CN110157736B

CN110157736B - 一种促进山羊毛囊干细胞增殖的方法

Info

Publication number: CN110157736B
Application number: CN201910474606.1A
Authority: CN
Inventors: 李拥军; 王强; 尹修远; 瞿静雯
Original assignee: Yangzhou University
Current assignee: Yangzhou University
Priority date: 2019-06-03
Filing date: 2019-06-03
Publication date: 2021-06-04
Anticipated expiration: 2039-06-03
Also published as: CN110157736A

Abstract

本发明涉及一种促进山羊毛囊干细胞增殖的方法，提供了一段可以特异性的降低山羊毛囊干细胞中CMTM3基因mRNA的表达水平的shRNA，该片段与载体pDC316‑ZsGreen‑shRNA连接组成干扰载体pDC316‑ZsGreen‑shRNA‑CMTM3，将该干扰载体导入到山羊毛囊干细胞中可以降低基因CMTM3 mRNA的表达水平，从而促进毛囊干细胞增殖。在培养基中添加生理浓度的雄激素也能增加细胞活力，促进毛囊干细胞增殖，减少细胞凋亡率。当二者同时作用时在所有处理组中促增殖效果最明显，二者作用相互协同。本发明的shRNA为后续转基因山羊育种材料的获得提供了技术支撑。

Description

一种促进山羊毛囊干细胞增殖的方法

技术领域

本发明属于生物学领域，具体涉及一种在山羊毛囊干细胞中特异性的降低CMTM3基因表达水平以促进山羊毛囊干细胞增殖的方法。

背景技术

毛囊是研究体干细胞的理想系统，毛囊干细胞与毛囊周期状态密切相关，毛囊干细胞在受到外界刺激如皮肤损伤或者剪毛等，毛囊干细胞发生募集，促进皮肤修复和毛发生成。

在一些癌症中发现CMTM3基因丢失，被认为是一种可能的肿瘤抑制基因，有研究报道CMTM3在胃癌、乳腺癌、鼻咽癌、食管癌、结肠癌和肾癌中被抑制或下调，睾丸癌细胞中发现CMTM3通过增加G2期细胞比例，促进细胞凋亡，抑制细胞增殖。其途径主要是通过甲基化，其表达与启动子CpG甲基化状态呈负相关。

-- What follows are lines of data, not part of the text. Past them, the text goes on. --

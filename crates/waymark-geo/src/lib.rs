//! `waymark-geo` – geodesic math.
//!
//! Pure functions, no state, no error conditions.  Everything the engine
//! needs to turn two GPS coordinates into "how far, which way".
//!
//! # Modules
//!
//! - [`geodesic`] – great-circle distance, initial bearing, angle
//!   normalisation, cardinal names and distance formatting.
//! - [`interp`] – scalar interpolation helpers shared by the steering
//!   smoother (inverse lerp, frame-rate independent smoothing factor,
//!   shortest-path angular interpolation).

pub mod geodesic;
pub mod interp;

pub use geodesic::{
    EARTH_RADIUS_METERS, bearing_degrees, cardinal_name, distance_meters, format_distance,
    normalize_angle,
};
pub use interp::{inverse_lerp, lerp_angle, smoothing_factor};
use chrono::{DateTime, Utc};
use serde::{Deserialize, Serialize};
use std::fmt;
use thiserror::Error;

// ────────────────────────────────────────────────────────────────────────────
// Application mode
// ────────────────────────────────────────────────────────────────────────────

/// The two operating modes of the engine.  Exactly one is active at a time.
#[derive(Debug, Clone, Copy, PartialEq, Eq, Hash, Default, Serialize, Deserialize)]
#[serde(rename_all = "SCREAMING_SNAKE_CASE")]
pub enum AppMode {
    /// Overlays are spawned on recognised printed markers.
    #[default]
    MarkerTracking,
    /// The steering indicator points toward a selected destination.
    Navigation,
}

impl fmt::Display for AppMode {
    fn fmt(&self, f: &mut fmt::Formatter<'_>) -> fmt::Result {
        match self {
            AppMode::MarkerTracking => write!(f, "MARKER_TRACKING"),
            AppMode::Navigation => write!(f, "NAVIGATION"),
        }
    }
}

// ────────────────────────────────────────────────────────────────────────────
// Camera tracking
// ────────────────────────────────────────────────────────────────────────────

/// Runtime handle the camera subsystem assigns to one physical instance of a
/// tracked marker.
#[derive(Debug, Clone, Copy, PartialEq, Eq, Hash, PartialOrd, Ord, Serialize, Deserialize)]
pub struct TrackableId(pub u64);

impl fmt::Display for TrackableId {
    fn fmt(&self, f: &mut fmt::Formatter<'_>) -> fmt::Result {
        write!(f, "#{}", self.0)
    }
}

/// Tracking confidence reported by the camera subsystem.
#[derive(Debug, Clone, Copy, PartialEq, Eq, Hash, Default, Serialize, Deserialize)]
#[serde(rename_all = "lowercase")]
pub enum TrackingState {
    #[default]
    None,
    /// Detected but not reliably tracked (typical for markers on screens).
    Limited,
    Tracking,
}

impl fmt::Display for TrackingState {
    fn fmt(&self, f: &mut fmt::Formatter<'_>) -> fmt::Result {
        match self {
            TrackingState::None => write!(f, "none"),
            TrackingState::Limited => write!(f, "limited"),
            TrackingState::Tracking => write!(f, "tracking"),
        }
    }
}

impl std::str::FromStr for TrackingState {
    type Err = WaymarkError;

    fn from_str(s: &str) -> Result<Self, Self::Err> {
        match s.to_ascii_lowercase().as_str() {
            "none" => Ok(TrackingState::None),
            "limited" => Ok(TrackingState::Limited),
            "tracking" => Ok(TrackingState::Tracking),
            other => Err(WaymarkError::InvalidInvocation(format!(
                "unknown tracking state '{other}'"
            ))),
        }
    }
}

// ────────────────────────────────────────────────────────────────────────────
// Spatial primitives
// ────────────────────────────────────────────────────────────────────────────

/// A 3-D vector in scene space.  +Y is up, +Z is forward.
#[derive(Debug, Clone, Copy, PartialEq, Default, Serialize, Deserialize)]
pub struct Vec3 {
    pub x: f32,
    pub y: f32,
    pub z: f32,
}

impl Vec3 {
    pub const UP: Vec3 = Vec3::new(0.0, 1.0, 0.0);
    pub const FORWARD: Vec3 = Vec3::new(0.0, 0.0, 1.0);

    pub const fn new(x: f32, y: f32, z: f32) -> Self {
        Self { x, y, z }
    }

    pub const fn zero() -> Self {
        Self::new(0.0, 0.0, 0.0)
    }

    pub fn add(self, rhs: Self) -> Self {
        Self::new(self.x + rhs.x, self.y + rhs.y, self.z + rhs.z)
    }

    pub fn sub(self, rhs: Self) -> Self {
        Self::new(self.x - rhs.x, self.y - rhs.y, self.z - rhs.z)
    }

    pub fn scale(self, k: f32) -> Self {
        Self::new(self.x * k, self.y * k, self.z * k)
    }

    pub fn length(self) -> f32 {
        (self.x * self.x + self.y * self.y + self.z * self.z).sqrt()
    }

    /// Unit vector in the same direction, or `None` for a (near) zero vector.
    pub fn normalized(self) -> Option<Self> {
        let len = self.length();
        if len <= f32::EPSILON {
            None
        } else {
            Some(self.scale(1.0 / len))
        }
    }

    /// Projection onto the horizontal plane (y dropped), normalised.
    ///
    /// Returns `None` when the vector points straight up or down.
    pub fn horizontal(self) -> Option<Self> {
        Self::new(self.x, 0.0, self.z).normalized()
    }

    /// Linear interpolation; `t` is clamped to `[0, 1]`.
    pub fn lerp(self, target: Self, t: f32) -> Self {
        let t = t.clamp(0.0, 1.0);
        self.add(target.sub(self).scale(t))
    }
}

/// Position plus facing direction of a camera or a tracked marker.
#[derive(Debug, Clone, Copy, PartialEq, Serialize, Deserialize)]
pub struct Pose {
    pub position: Vec3,
    pub forward: Vec3,
}

impl Pose {
    pub fn new(position: Vec3, forward: Vec3) -> Self {
        Self { position, forward }
    }

    /// Heading of the forward vector around +Y, in degrees (0 = +Z, 90 = +X).
    pub fn yaw_degrees(&self) -> f32 {
        self.forward.x.atan2(self.forward.z).to_degrees()
    }
}

impl Default for Pose {
    fn default() -> Self {
        Self::new(Vec3::zero(), Vec3::FORWARD)
    }
}

// ────────────────────────────────────────────────────────────────────────────
// Content records
// ────────────────────────────────────────────────────────────────────────────

/// Informational content attached to a marker, or a synthetic fallback
/// describing why the real content could not be loaded.
#[derive(Debug, Clone, PartialEq, Serialize, Deserialize)]
pub struct ContentRecord {
    pub title: String,
    pub body: String,
    pub latitude: f64,
    pub longitude: f64,
}

impl ContentRecord {
    pub fn new(
        title: impl Into<String>,
        body: impl Into<String>,
        latitude: f64,
        longitude: f64,
    ) -> Self {
        Self {
            title: title.into(),
            body: body.into(),
            latitude,
            longitude,
        }
    }

    /// Generic fallback used after network, parse or timeout failures.
    pub fn fetch_failed(id: &str) -> Self {
        Self::new(
            "Connection Error",
            format!(
                "Could not load the information for:\n{id}\n\n\
                 Possible causes:\n\
                 - No internet connection\n\
                 - Document store rules too restrictive\n\
                 - Invalid store credentials\n\n\
                 Check the logs for details."
            ),
            0.0,
            0.0,
        )
    }

    /// Fallback used when the store has no document for `id`.
    pub fn not_found(id: &str, collection: &str) -> Self {
        Self::new(
            "Document Not Found",
            format!(
                "The document with ID:\n{id}\n\n\
                 does not exist in the '{collection}' collection.\n\n\
                 Fixes:\n\
                 - Create the document in the store\n\
                 - Or use a marker whose name matches an existing document"
            ),
            0.0,
            0.0,
        )
    }

    /// Fallback used when the store rejects the read.
    pub fn permission_denied(id: &str) -> Self {
        Self::new(
            "Permission Denied",
            format!(
                "The document store rejected the read for:\n{id}\n\n\
                 Cause:\n\
                 The store's security rules are blocking reads.\n\n\
                 Fix:\n\
                 1. Open the store's rule editor\n\
                 2. Allow reads for this collection\n\
                 3. Publish the change and restart the app"
            ),
            0.0,
            0.0,
        )
    }

    /// Fallback used when a marker reports an empty identifier.
    pub fn missing_identifier() -> Self {
        Self::new(
            "Missing Marker Identifier",
            "The tracked marker has no registered name, so no content can be looked up.",
            0.0,
            0.0,
        )
    }

    /// `false` when both coordinates are exactly zero (the "unset" value).
    pub fn has_coordinates(&self) -> bool {
        !(self.latitude == 0.0 && self.longitude == 0.0)
    }

    pub fn formatted_coordinates(&self) -> String {
        if !self.has_coordinates() {
            return "Coordinates unavailable".to_string();
        }
        format!("Lat: {:.6}, Lon: {:.6}", self.latitude, self.longitude)
    }
}

/// A navigation target selected by the user.
#[derive(Debug, Clone, PartialEq, Serialize, Deserialize)]
pub struct Destination {
    pub name: String,
    pub latitude: f64,
    pub longitude: f64,
}

impl Destination {
    pub fn new(name: impl Into<String>, latitude: f64, longitude: f64) -> Self {
        Self {
            name: name.into(),
            latitude,
            longitude,
        }
    }
}

impl From<&ContentRecord> for Destination {
    fn from(record: &ContentRecord) -> Self {
        Self::new(record.title.clone(), record.latitude, record.longitude)
    }
}

// ────────────────────────────────────────────────────────────────────────────
// Device fix
// ────────────────────────────────────────────────────────────────────────────

/// Latest GPS/compass reading of the device.
#[derive(Debug, Clone, Copy, PartialEq, Serialize, Deserialize)]
pub struct DeviceFix {
    pub latitude: f64,
    pub longitude: f64,
    pub accuracy_m: f64,
    /// Compass heading in `[0, 360)`, 0 = north.
    pub heading_deg: f64,
    pub updated_at: DateTime<Utc>,
}

impl Default for DeviceFix {
    fn default() -> Self {
        Self {
            latitude: 0.0,
            longitude: 0.0,
            accuracy_m: 0.0,
            heading_deg: 0.0,
            updated_at: DateTime::<Utc>::UNIX_EPOCH,
        }
    }
}

// ────────────────────────────────────────────────────────────────────────────
// Errors
// ────────────────────────────────────────────────────────────────────────────

/// Engine-level error type.  Content-resolution failures never appear here:
/// they are turned into fallback [`ContentRecord`]s at the resolver boundary.
#[derive(Error, Debug, Clone, PartialEq)]
pub enum WaymarkError {
    #[error("Sensor unavailable: {0}")]
    SensorUnavailable(String),

    #[error("Location service did not start within {seconds}s")]
    StartupTimeout { seconds: u64 },

    #[error("Invalid invocation: {0}")]
    InvalidInvocation(String),

    #[error("Configuration error: {0}")]
    Config(String),
}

雄性激素主要是指由性腺(睾丸)合成的一类内分泌激素，主要由睾丸间质细胞合成，此外，肾上腺皮质和卵巢也能合成少量的雄性激素，要包括睾酮、雄烯二酮和脱氢表雄酮，睾酮是其最主要的形式，雄激素功能的行使需依靠5α还原酶的作用。激素的生物活性是由其细胞内受体(核受体)所介导，该受体属于配体依赖的转录因子超家族，雄激素和雄激素受体(androgen receptor，AR)结合后通过一系列受体后机制，将AR转移到核内，配体-受体复合物和DNA上的配体结合区域结合，激活激素应答元件，进而调控基因表达和影响蛋白质合成。

雄激素对毛发的正常生长起重要的调节作用，不同时期对不同部位的毛发生长具有特定的刺激或抑制作用。普遍认为，雄激素的作用机制是通过毛细血管到达毛乳头细胞并和毛乳头细胞中AR结合，促发激素应答元件，改变DPC旁分泌产生可溶性的调节性分子作用于毛囊上皮成分而影响毛发生长。

腺病毒(Adenovirus)是一种，直径为70～90nm的无包膜的双链线性DNA病毒，由252个壳粒呈二十面体排列构成基因组长约36kb。腺病毒外源基因装载容量大，且能够感染绝大多数哺乳动物细胞，包括分裂和不分裂的细胞；除了一些抗腺病毒感染的淋巴瘤细胞。腺病毒适用于在难以转染的细胞中进行RNA干扰、过表达特定基因或过表达特定microRNA研究和invivo实验。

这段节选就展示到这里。